She founded the Floyd County Meals on Wheels program, started a program to support single mothers attending the big Sandy Community and Technical College, and was instrumental in getting a smoke free ordinance passed in Prestonsburg.
She also established childbirth preparation classes, the result of which the Rosenbergs say they still see today.
When we started this nonprofit called the big Sandy Family Childbirth and Childbirth Education Association, only a lawyer would come up with that name.
So then we had these annual get togethers of their parents.
And today, when I go with Jane, when we're shopping, somebody to say, hey, Gene, look, remember that little baby?

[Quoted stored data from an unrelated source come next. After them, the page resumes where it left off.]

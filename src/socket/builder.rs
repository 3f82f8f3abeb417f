use std::sync::Arc;

use crate::addr::{Endpoint, Family};
use crate::config::ConfigNode;
use crate::error::{ConfigError, Error, SocketError};
use crate::quota::Quota;
use crate::size::ByteSize;

use super::{DEFAULT_BACKLOG, DEFAULT_READ_CHUNK, Kind, SocketBase};

// ============================================================================
// Option Structs
// ============================================================================

/// Kernel buffer size configuration.
#[derive(Debug, Clone, Copy, Default, PartialEq, Eq)]
pub struct BufferConfig {
	pub recv: Option<usize>,
	pub send: Option<usize>,
}

impl BufferConfig {
	pub fn new() -> Self {
		Self::default()
	}

	pub fn recv(mut self, size: usize) -> Self {
		self.recv = Some(size);
		self
	}

	pub fn send(mut self, size: usize) -> Self {
		self.send = Some(size);
		self
	}

	pub fn both(mut self, size: usize) -> Self {
		self.recv = Some(size);
		self.send = Some(size);
		self
	}

	fn apply(&self, socket: &SocketBase) -> Result<(), SocketError> {
		if let Some(size) = self.recv {
			socket.set_recv_buffer_size(size)?;
		}
		if let Some(size) = self.send {
			socket.set_send_buffer_size(size)?;
		}
		Ok(())
	}
}

/// Settings applied to a socket right after it is created.
#[derive(Debug, Clone, PartialEq)]
pub struct SocketOptions {
	pub reuse_addr: bool,
	pub buffers: BufferConfig,
	pub backlog: i32,
	pub read_chunk: usize,
	pub acknowledge: bool,
	pub linger: Option<Option<u32>>,
	pub nonblocking: bool,
	pub quota: Option<Arc<Quota>>,
}

impl Default for SocketOptions {
	fn default() -> Self {
		Self {
			reuse_addr: false,
			buffers: BufferConfig::default(),
			backlog: DEFAULT_BACKLOG,
			read_chunk: DEFAULT_READ_CHUNK,
			acknowledge: false,
			linger: None,
			nonblocking: false,
			quota: None,
		}
	}
}

impl SocketOptions {
	pub fn new() -> Self {
		Self::default()
	}

	pub fn reuse_addr(mut self, enable: bool) -> Self {
		self.reuse_addr = enable;
		self
	}

	pub fn buffers(mut self, config: BufferConfig) -> Self {
		self.buffers = config;
		self
	}

	/// Set listen backlog. Default: 50.
	pub fn backlog(mut self, backlog: i32) -> Self {
		self.backlog = backlog;
		self
	}

	/// Set the userspace receive chunk. Default: 1 KiB.
	pub fn read_chunk(mut self, size: usize) -> Self {
		self.read_chunk = size;
		self
	}

	pub fn acknowledge(mut self, enable: bool) -> Self {
		self.acknowledge = enable;
		self
	}

	pub fn linger(mut self, seconds: Option<u32>) -> Self {
		self.linger = Some(seconds);
		self
	}

	pub fn nonblocking(mut self, enable: bool) -> Self {
		self.nonblocking = enable;
		self
	}

	pub fn quota(mut self, quota: Arc<Quota>) -> Self {
		self.quota = Some(quota);
		self
	}

	pub fn apply(&self, socket: &mut SocketBase) -> Result<(), SocketError> {
		if self.reuse_addr {
			socket.set_reuse_addr(true)?;
		}
		self.buffers.apply(socket)?;
		if let Some(linger) = self.linger {
			socket.set_linger(linger)?;
		}
		if self.nonblocking {
			socket.set_nonblocking(true)?;
		}
		socket.set_read_chunk(self.read_chunk);
		socket.set_acknowledge(self.acknowledge);
		socket.set_quota(self.quota.clone());
		Ok(())
	}
}

// ============================================================================
// Config-driven sockets
// ============================================================================

/// Socket settings read from a configuration section.
///
/// ```text
/// [server]
/// bind = 127.0.0.1:7000
/// backlog = 64
/// reuse address = yes
/// receive buffer = 256 KiB
/// acknowledge = on
/// bandwidth = 10 MiB
/// quota = 25%
/// ```
///
/// `family` defaults to the family of `bind` or `connect`, IPv4 for a host
/// name; `type` defaults
/// to `stream`. A `quota` without `bandwidth` is ignored with a warning.
#[derive(Debug, Clone, PartialEq)]
pub struct SocketConfig {
	section: String,
	pub family: Family,
	pub kind: Kind,
	pub bind: Option<Endpoint>,
	pub connect: Option<Endpoint>,
	pub options: SocketOptions,
}

impl SocketConfig {
	/// Settings for a socket of `family`/`kind` with defaults everywhere.
	pub fn new(family: Family, kind: Kind) -> Self {
		Self {
			section: String::new(),
			family,
			kind,
			bind: None,
			connect: None,
			options: SocketOptions::default(),
		}
	}

	pub fn from_node(node: &ConfigNode) -> Result<Self, Error> {
		let endpoint = |key: &str| -> Result<Option<Endpoint>, Error> {
			match node.get(key) {
				Ok(text) => Ok(Some(Endpoint::parse(text)?)),
				Err(ConfigError::KeyNotFound { .. }) => Ok(None),
				Err(err) => Err(err.into()),
			}
		};
		let bind = endpoint("bind")?;
		let connect = endpoint("connect")?;

		let family = match node.get("family") {
			Ok(name) => Family::from_name(name).ok_or_else(|| invalid(node, "family", name, "unix, ipv4 or ipv6"))?,
			Err(_) => bind
				.as_ref()
				.or(connect.as_ref())
				// Host names default to IPv4.
				.map(|endpoint| endpoint.family().unwrap_or(Family::Ipv4))
				.ok_or_else(|| ConfigError::KeyNotFound {
					section: node.path().to_string(),
					key: "family".into(),
				})?,
		};
		let kind = match node.get("type") {
			Ok(name) => Kind::from_name(name).ok_or_else(|| invalid(node, "type", name, "stream or datagram"))?,
			Err(_) => Kind::Stream,
		};

		let mut buffers = BufferConfig::new();
		if node.contains_key("receive buffer") {
			buffers = buffers.recv(byte_count(node, "receive buffer")?);
		}
		if node.contains_key("send buffer") {
			buffers = buffers.send(byte_count(node, "send buffer")?);
		}

		let mut options = SocketOptions::new()
			.reuse_addr(node.get_as_or("reuse address", false))
			.backlog(node.get_as_or("backlog", DEFAULT_BACKLOG))
			.acknowledge(node.get_as_or("acknowledge", false))
			.buffers(buffers);
		if node.contains_key("read chunk") {
			options = options.read_chunk(byte_count(node, "read chunk")?);
		}
		if let Some(quota) = quota_from(node)? {
			options = options.quota(Arc::new(quota));
		}

		tracing::debug!(section = %node.path(), %family, %kind, "socket configuration loaded");
		Ok(Self { section: node.path().to_string(), family, kind, bind, connect, options })
	}

	/// Creates the socket and applies the options.
	pub fn open(&self) -> Result<SocketBase, SocketError> {
		let mut socket = SocketBase::new(self.family, self.kind)?;
		self.options.apply(&mut socket)?;
		Ok(socket)
	}

	/// Opens, binds to `bind` and listens. Datagram sockets stop after bind.
	pub fn listen(&self) -> Result<SocketBase, Error> {
		let bind = self.bind.as_ref().ok_or_else(|| self.missing("bind"))?;
		let mut socket = self.open()?;
		socket.bind(bind)?;
		if self.kind == Kind::Stream {
			socket.listen(self.options.backlog)?;
		}
		Ok(socket)
	}

	/// Opens, binds when `bind` is set, then connects to `connect`.
	pub fn connect(&self) -> Result<SocketBase, Error> {
		let target = self.connect.as_ref().ok_or_else(|| self.missing("connect"))?;
		let mut socket = self.open()?;
		if let Some(bind) = &self.bind {
			socket.bind(bind)?;
		}
		socket.connect(target)?;
		Ok(socket)
	}

	fn missing(&self, key: &str) -> ConfigError {
		ConfigError::KeyNotFound { section: self.section.clone(), key: key.into() }
	}
}

fn invalid(node: &ConfigNode, key: &str, value: &str, expected: &'static str) -> ConfigError {
	ConfigError::InvalidValue {
		section: node.path().to_string(),
		key: key.into(),
		value: value.into(),
		expected,
	}
}

fn byte_count(node: &ConfigNode, key: &str) -> Result<usize, ConfigError> {
	let size: ByteSize = node.get_as(key)?;
	usize::try_from(size.get()).map_err(|_| invalid(node, key, &size.to_string(), "a non-negative byte quantity"))
}

fn quota_from(node: &ConfigNode) -> Result<Option<Quota>, ConfigError> {
	match (node.contains_key("bandwidth"), node.contains_key("quota")) {
		(true, true) => {
			let capacity: ByteSize = node.get_as("bandwidth")?;
			node.get_quota("quota", capacity).map(Some)
		}
		(true, false) => {
			let capacity: ByteSize = node.get_as("bandwidth")?;
			Ok(Some(Quota::unlimited(capacity)))
		}
		(false, true) => {
			tracing::warn!(section = %node.path(), "quota without bandwidth ignored");
			Ok(None)
		}
		(false, false) => Ok(None),
	}
}
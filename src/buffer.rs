use std::borrow::Cow;
use std::fmt;
use std::ops::Deref;

use bytes::BytesMut;

/// Owned, mutable byte buffer.
///
/// Payloads sent and received by sockets travel as `Bytes`. Text is stored
/// as its UTF-8 octets; the buffer never interprets its contents.
#[derive(Clone, Default, PartialEq, Eq, Hash)]
pub struct Bytes {
	buf: BytesMut,
}

impl Bytes {
	pub fn new() -> Self {
		Self::default()
	}

	pub fn with_capacity(capacity: usize) -> Self {
		Self { buf: BytesMut::with_capacity(capacity) }
	}

	/// Replaces the contents with `data`.
	///
	/// Accepts anything byte-like: `&[u8]`, `Vec<u8>`, `&str`, `String`.
	pub fn set<B: AsRef<[u8]>>(&mut self, data: B) {
		self.buf.clear();
		self.buf.extend_from_slice(data.as_ref());
	}

	/// Replaces the contents with the octets of `text`.
	pub fn set_text(&mut self, text: &str) {
		self.set(text.as_bytes());
	}

	pub fn extend_from_slice(&mut self, data: &[u8]) {
		self.buf.extend_from_slice(data);
	}

	pub fn clear(&mut self) {
		self.buf.clear();
	}

	#[inline]
	pub fn as_slice(&self) -> &[u8] {
		&self.buf
	}

	#[inline]
	pub fn len(&self) -> usize {
		self.buf.len()
	}

	#[inline]
	pub fn is_empty(&self) -> bool {
		self.buf.is_empty()
	}

	/// Decodes the contents as UTF-8, replacing invalid sequences.
	pub fn to_string_lossy(&self) -> Cow<'_, str> {
		String::from_utf8_lossy(&self.buf)
	}

	pub fn into_vec(self) -> Vec<u8> {
		self.buf.to_vec()
	}

	/// Converts into an immutable, cheaply clonable `bytes::Bytes`.
	pub fn freeze(self) -> bytes::Bytes {
		self.buf.freeze()
	}

	pub(crate) fn as_mut_buf(&mut self) -> &mut BytesMut {
		&mut self.buf
	}
}

impl Deref for Bytes {
	type Target = [u8];

	fn deref(&self) -> &[u8] {
		&self.buf
	}
}

impl AsRef<[u8]> for Bytes {
	fn as_ref(&self) -> &[u8] {
		&self.buf
	}
}

impl fmt::Debug for Bytes {
	fn fmt(&self, f: &mut fmt::Formatter<'_>) -> fmt::Result {
		write!(f, "Bytes({:?})", self.to_string_lossy())
	}
}

impl From<&[u8]> for Bytes {
	fn from(data: &[u8]) -> Self {
		Self { buf: BytesMut::from(data) }
	}
}

impl From<Vec<u8>> for Bytes {
	fn from(data: Vec<u8>) -> Self {
		Self::from(data.as_slice())
	}
}

impl From<&str> for Bytes {
	fn from(text: &str) -> Self {
		Self::from(text.as_bytes())
	}
}

impl From<String> for Bytes {
	fn from(text: String) -> Self {
		Self::from(text.as_bytes())
	}
}

impl From<BytesMut> for Bytes {
	fn from(buf: BytesMut) -> Self {
		Self { buf }
	}
}

impl PartialEq<[u8]> for Bytes {
	fn eq(&self, other: &[u8]) -> bool {
		self.as_slice() == other
	}
}

impl PartialEq<&[u8]> for Bytes {
	fn eq(&self, other: &&[u8]) -> bool {
		self.as_slice() == *other
	}
}

impl PartialEq<str> for Bytes {
	fn eq(&self, other: &str) -> bool {
		self.as_slice() == other.as_bytes()
	}
}

impl PartialEq<&str> for Bytes {
	fn eq(&self, other: &&str) -> bool {
		self.as_slice() == other.as_bytes()
	}
}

Remember where you taught us as a six foot six guys getting groceries off the shelf 20 years, 30 years later?
Earlier this year, the same community that was once unsure about them honored them for their contribution by naming a new town square after them.
It was a very lovely gesture.
I mean, I'm surprised, but it was a lovely thought.
And they these three women and the way they decorated it and what they did, and now that it's a nice place for families to bring their children and play with those big chess pieces and that sort of thing.
As for legacy, I think I would like my legacy to be a sense of encouraging people to have a sense of community in many forms.
And they have a group called the Rosenberg Circle, which we did invent.
But, I mean, I think it's a wonderful idea.
The idea of keeping that organization going as providing legal services to the poor.
I think justice is important.
Justice across the board.
They are tremendous couple indeed.
John and Jane have received numerous awards for their community work, as you can imagine.
One of the projects they say they are most proud of.
The East Kentucky Science Center and Planetarium in Prestonsburg, which the two of them helped found.
The center serves as a hub of Stem education in eastern Kentucky.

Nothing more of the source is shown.